=== Data for review ===
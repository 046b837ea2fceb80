//! Fixed-window call budget for a quota-constrained provider.
//!
//! The governor never waits. A caller asks for permission with
//! [`RateGovernor::try_acquire`] and, if refused, abandons the work for the
//! rest of the window instead of sleeping until budget frees up.
//!
//! The window start and the call count are packed into a single `AtomicU64`
//! so that rolling the window, checking the budget and counting the call all
//! happen in one compare-and-swap.

use std::sync::atomic::{AtomicU64, Ordering};
use std::sync::Arc;
use std::time::{Duration, Instant};

use log::debug;

/// Alpha Vantage free tier: 5 calls per minute.
const DEFAULT_QUOTA: u32 = 5;

/// Default window length.
const DEFAULT_WINDOW: Duration = Duration::from_secs(60);

/// Bits reserved for the call counter in the packed state.
const COUNT_BITS: u32 = 16;
const COUNT_MASK: u64 = (1 << COUNT_BITS) - 1;
const START_MASK: u64 = (1 << (64 - COUNT_BITS)) - 1;

/// Source of "now" for the governor, in milliseconds since an arbitrary origin.
pub trait Clock: Send + Sync {
    fn now_millis(&self) -> u64;
}

/// Wall-clock time measured from the moment the clock was created.
#[derive(Debug)]
pub struct MonotonicClock {
    origin: Instant,
}

impl MonotonicClock {
    pub fn new() -> Self {
        Self {
            origin: Instant::now(),
        }
    }
}

impl Default for MonotonicClock {
    fn default() -> Self {
        Self::new()
    }
}

impl Clock for MonotonicClock {
    fn now_millis(&self) -> u64 {
        self.origin.elapsed().as_millis() as u64
    }
}

/// A clock that only moves when told to. Used to simulate window expiry.
#[derive(Debug, Default)]
pub struct ManualClock {
    now: AtomicU64,
}

impl ManualClock {
    pub fn new() -> Self {
        Self::default()
    }

    pub fn advance(&self, by: Duration) {
        self.now
            .fetch_add(by.as_millis() as u64, Ordering::SeqCst);
    }

    pub fn set_millis(&self, millis: u64) {
        self.now.store(millis, Ordering::SeqCst);
    }
}

impl Clock for ManualClock {
    fn now_millis(&self) -> u64 {
        self.now.load(Ordering::SeqCst)
    }
}

/// Budget configuration for one provider.
#[derive(Clone, Debug, PartialEq, Eq)]
pub struct RateGovernorConfig {
    /// Calls allowed per window.
    pub quota: u32,
    /// Length of the window.
    pub window: Duration,
}

impl Default for RateGovernorConfig {
    fn default() -> Self {
        Self {
            quota: DEFAULT_QUOTA,
            window: DEFAULT_WINDOW,
        }
    }
}

/// Call budget for a single quota-constrained provider.
///
/// The window is rolled lazily: the first `try_acquire` after
/// `window_start + window` has passed starts a new window at the current
/// time and counts itself as its first call.
pub struct RateGovernor {
    quota: u32,
    window_ms: u64,
    clock: Arc<dyn Clock>,
    /// `window_start << COUNT_BITS | calls_used`
    state: AtomicU64,
}

fn pack(window_start: u64, calls_used: u32) -> u64 {
    ((window_start & START_MASK) << COUNT_BITS) | (calls_used as u64 & COUNT_MASK)
}

fn unpack(state: u64) -> (u64, u32) {
    (state >> COUNT_BITS, (state & COUNT_MASK) as u32)
}

impl RateGovernor {
    /// Create a governor backed by the wall clock.
    pub fn new(config: RateGovernorConfig) -> Self {
        Self::with_clock(config, Arc::new(MonotonicClock::new()))
    }

    /// Create a governor with an explicit clock.
    pub fn with_clock(config: RateGovernorConfig, clock: Arc<dyn Clock>) -> Self {
        let quota = config.quota.min(COUNT_MASK as u32);
        let window_start = clock.now_millis();
        Self {
            quota,
            window_ms: config.window.as_millis() as u64,
            clock,
            state: AtomicU64::new(pack(window_start, 0)),
        }
    }

    /// Calls allowed per window.
    pub fn quota(&self) -> u32 {
        self.quota
    }

    /// Try to spend one call from the current window's budget.
    ///
    /// Returns true if the call may go ahead, false if the budget is exhausted
    /// until the window rolls over.
    pub fn try_acquire(&self) -> bool {
        if self.quota == 0 {
            return false;
        }

        let now = self.clock.now_millis();
        let window_ms = self.window_ms;
        let quota = self.quota;

        let outcome = self
            .state
            .fetch_update(Ordering::AcqRel, Ordering::Acquire, |packed| {
                let (start, used) = unpack(packed);
                if now > start.saturating_add(window_ms) {
                    Some(pack(now, 1))
                } else if used < quota {
                    Some(pack(start, used + 1))
                } else {
                    None
                }
            });

        match outcome {
            Ok(previous) => {
                let (start, used) = unpack(previous);
                if now > start.saturating_add(window_ms) {
                    debug!(
                        "Rate governor: window rolled over, previous count {}",
                        used
                    );
                }
                true
            }
            Err(_) => {
                debug!("Rate governor: budget of {} calls exhausted", quota);
                false
            }
        }
    }

    /// Calls already spent in the current window.
    ///
    /// Reports zero once the window has expired, even before the next
    /// `try_acquire` rolls it.
    pub fn calls_used(&self) -> u32 {
        let (start, used) = unpack(self.state.load(Ordering::Acquire));
        if self.clock.now_millis() > start.saturating_add(self.window_ms) {
            0
        } else {
            used
        }
    }

    /// Calls still available in the current window.
    pub fn remaining(&self) -> u32 {
        self.quota.saturating_sub(self.calls_used())
    }
}

impl std::fmt::Debug for RateGovernor {
    fn fmt(&self, f: &mut std::fmt::Formatter<'_>) -> std::fmt::Result {
        let (start, used) = unpack(self.state.load(Ordering::Acquire));
        f.debug_struct("RateGovernor")
            .field("quota", &self.quota)
            .field("window_ms", &self.window_ms)
            .field("window_start", &start)
            .field("calls_used", &used)
            .finish()
    }
}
===
# [Brief]
Each line from the first line of the entries up to and including the line containing "the call all" should be transcribed exactly, with all other lines left out.

# [Output]
repository 046b837ea2fceb80
//! Fixed-window call budget for a quota-constrained provider.
//!
//! The governor never waits. A caller asks for permission with
//! [`RateGovernor::try_acquire`] and, if refused, abandons the work for the
//! rest of the window instead of sleeping until budget frees up.
//!
//! The window start and the call count are packed into a single `AtomicU64`
//! so that rolling the window, checking the budget and counting the call all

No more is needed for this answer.